When services write configuration, a reverse diff set is generated and saved as part of the service's private data. The more configuration a service writes, the larger its reverse diff set will be and, thus, the more resources it will consume. What appears as a small service with just a handful of inputs could consume considerable resources if it writes a lot of configuration. Similarly, we save a forward diff set by default, contributing to the size. Service metadata attributes, the back pointer list, and the recount are also added to the written configuration, which consumes some resources. For example, if 50 services all (share)create a node, there will be 50 backpointers in the database, which consumes some space.
As shown above, CDB scales linearly. Modern servers commonly support multiple terabytes of RAM, making it possible to support 50,000 - 100,000 such large router devices in NSO, well beyond the size of any currently existing network. However, beyond consuming RAM and disk space, the size of the CDB also affects the startup time of NSO and certain other operations like upgrades. In the previous example, 100 devices were used, which resulted in a CDB size of 461 MB on disk. Starting that on a standard laptop takes about 100 seconds. With 50,000 devices, CDB on-disk would be over 230 GB, which would take around 6 hours to load on the same laptop, if it had enough RAM. The typical server is considerably faster than the average laptop here, but loading a large CDB will take considerable time.
This also affects the sync/resync time in high availability setups, where the database size increases the data transfer needed.
A working system needs more than just storing the data. It must also be possible to use the devices and services and apply the necessary operations to these for the environment in which they operate. For example, it is common in brownfield environments to frequently run the sync-from action. Most device-related operations, including sync-from, can run concurrently across multiple devices in NSO. Syncing an extensive device configuration will take a few minutes or so. With 50,000 such large devices, we are looking at a total time of tens of hours or even days. Many environments require higher throughput, which could be handled using an LSA setup and spreading the devices over many NSO RFS nodes. sync-from is an example of an action that is easy to scale up and runs concurrently. For example, spreading the 50,000 devices over 5 NSO RFS nodes, each with 10,000 devices, would lead to a speedup close to 5x.
Using LSA, multiple Resource Facing Service (RFS) nodes can be employed to spread the devices across multiple NSO instances. This allows increasing the parallelism in sync-from and other operations, as described in the section called “Designing for Maximal Transaction Throughput”, making it possible to scale to an almost arbitrary number of devices. Similarly, the services associated with each device are also spread across the RFS nodes, making it possible to operate on them in parallel. Finally, a top CFS node communicates with all RFS nodes, making it possible to administrate the entire setup as one extensive system.

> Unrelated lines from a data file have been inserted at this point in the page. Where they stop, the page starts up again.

//! Paging helpers for list procedures

use serde::{Deserialize, Serialize};
use utoipa::ToSchema;

#[derive(Debug, Clone, Deserialize, Serialize, ToSchema)]
pub struct PaginationParams {
    pub page: Option<u32>,
    pub per_page: Option<u32>,
}

impl PaginationParams {
    pub fn new(page: Option<u32>, per_page: Option<u32>) -> Self {
        Self { page, per_page }
    }

    pub fn get_page(&self) -> u32 {
        self.page.unwrap_or(1).max(1)
    }

    pub fn get_per_page(&self) -> u32 {
        self.per_page.unwrap_or(20).clamp(1, 100)
    }

    pub fn get_offset(&self) -> u64 {
        u64::from(self.get_page() - 1) * u64::from(self.get_per_page())
    }

    pub fn get_limit(&self) -> u64 {
        u64::from(self.get_per_page())
    }
}

#[derive(Debug, Clone, Serialize)]
pub struct PaginatedResponse<T> {
    pub items: Vec<T>,
    pub page: u32,
    pub per_page: u32,
    pub total: u64,
    pub total_pages: u64,
}

impl<T> PaginatedResponse<T> {
    pub fn new(items: Vec<T>, params: &PaginationParams, total: u64) -> Self {
        let per_page = params.get_per_page();
        Self {
            items,
            page: params.get_page(),
            per_page,
            total,
            total_pages: total.div_ceil(u64::from(per_page)).max(1),
        }
    }
}

/// `limit` query used by newest-first history lists.
#[derive(Debug, Clone, Deserialize, Serialize, ToSchema)]
pub struct LimitQuery {
    pub limit: Option<u64>,
}

impl LimitQuery {
    pub fn resolve(&self, default: u64, max: u64) -> u64 {
        self.limit.unwrap_or(default).clamp(1, max)
    }
}

#[cfg(test)]
mod tests {
    use super::*;

    #[test]
    fn test_pagination_params() {
        let params = PaginationParams::new(Some(2), Some(10));
        assert_eq!(params.get_page(), 2);
        assert_eq!(params.get_offset(), 10);
        assert_eq!(params.get_limit(), 10);
    }

    #[test]
    fn test_pagination_params_defaults_and_bounds() {
        let params = PaginationParams::new(Some(0), Some(1000));
        assert_eq!(params.get_page(), 1);
        assert_eq!(params.get_per_page(), 100);
        assert_eq!(PaginationParams::new(None, None).get_limit(), 20);
    }

    #[test]
    fn test_total_pages() {
        let params = PaginationParams::new(Some(1), Some(10));
        assert_eq!(PaginatedResponse::new(vec![1], &params, 25).total_pages, 3);
        assert_eq!(PaginatedResponse::<i32>::new(vec![], &params, 0).total_pages, 1);
    }

    #[test]
    fn test_limit_query() {
        assert_eq!(LimitQuery { limit: None }.resolve(50, 200), 50);
        assert_eq!(LimitQuery { limit: Some(500) }.resolve(50, 200), 200);
        assert_eq!(LimitQuery { limit: Some(0) }.resolve(50, 200), 1);
    }
}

For smooth operation of NSO instances consider all of the following:
-
Ensure there is enough RAM for NSO to run, with ample headroom.
-
create()
should normally run in a few hundred milliseconds, perhaps a few seconds for extensive services.-
Consider splitting into smaller services.
-
Stacked services allow the composition of many smaller services into a larger service. A common best-practice design pattern is to have one Resource Facing Service (RFS) instance map to one device or network element.
-
Avoid conflicts between service instances.
-
Improves performance compared to a single large service for typical modifications.
-
Only services with changed input will have their
create()
called. -
A small change to the Customer Facing Service (CFS) that results in changes to a subset of the lower services avoids running
create()
for all lower services.
-
-
-
No external calls or sync-from in
create()
code.-
Use nano-services to do external calls asynchronously.
-
Never run sync-from from
create()
code.
-
-
Carefully consider the complexity of XPath constraints, in particular around lists.
-
Avoid XPath expressions with linear scaling or worse.
-
For example, avoid checking something for every element in a list, as performance will drop radically as the list grows.
-
XPath expressions involving nested lists or comparisons between lists can lead to quadratic scaling.
-
-
-
Make sure you have an efficient transaction ID method for NEDs.
-
In the worst case, the NED will compute the transaction ID based on a config hash, which means it will fetch the entire config to compute the transaction ID.
-
-
Enable commit-queues and ensure transactions utilize as many CPU cores in a multi-core system as possible to increase transactional throughput.
-
Ensure there are enough file descriptors available.
-
In many Linux systems the default limit is 1024.
-
If we, for example, assume that there are 4 northbound interface ports, CLI, RESTCONF, SNMP, JSON-RPC, or similar, plus a few hundred IPC ports, x 1024 == 5120. But one might as well use the next power of two, 8192, to be on the safe side.
-
-
See the section called “Disable Memory Overcommit” in Getting Started.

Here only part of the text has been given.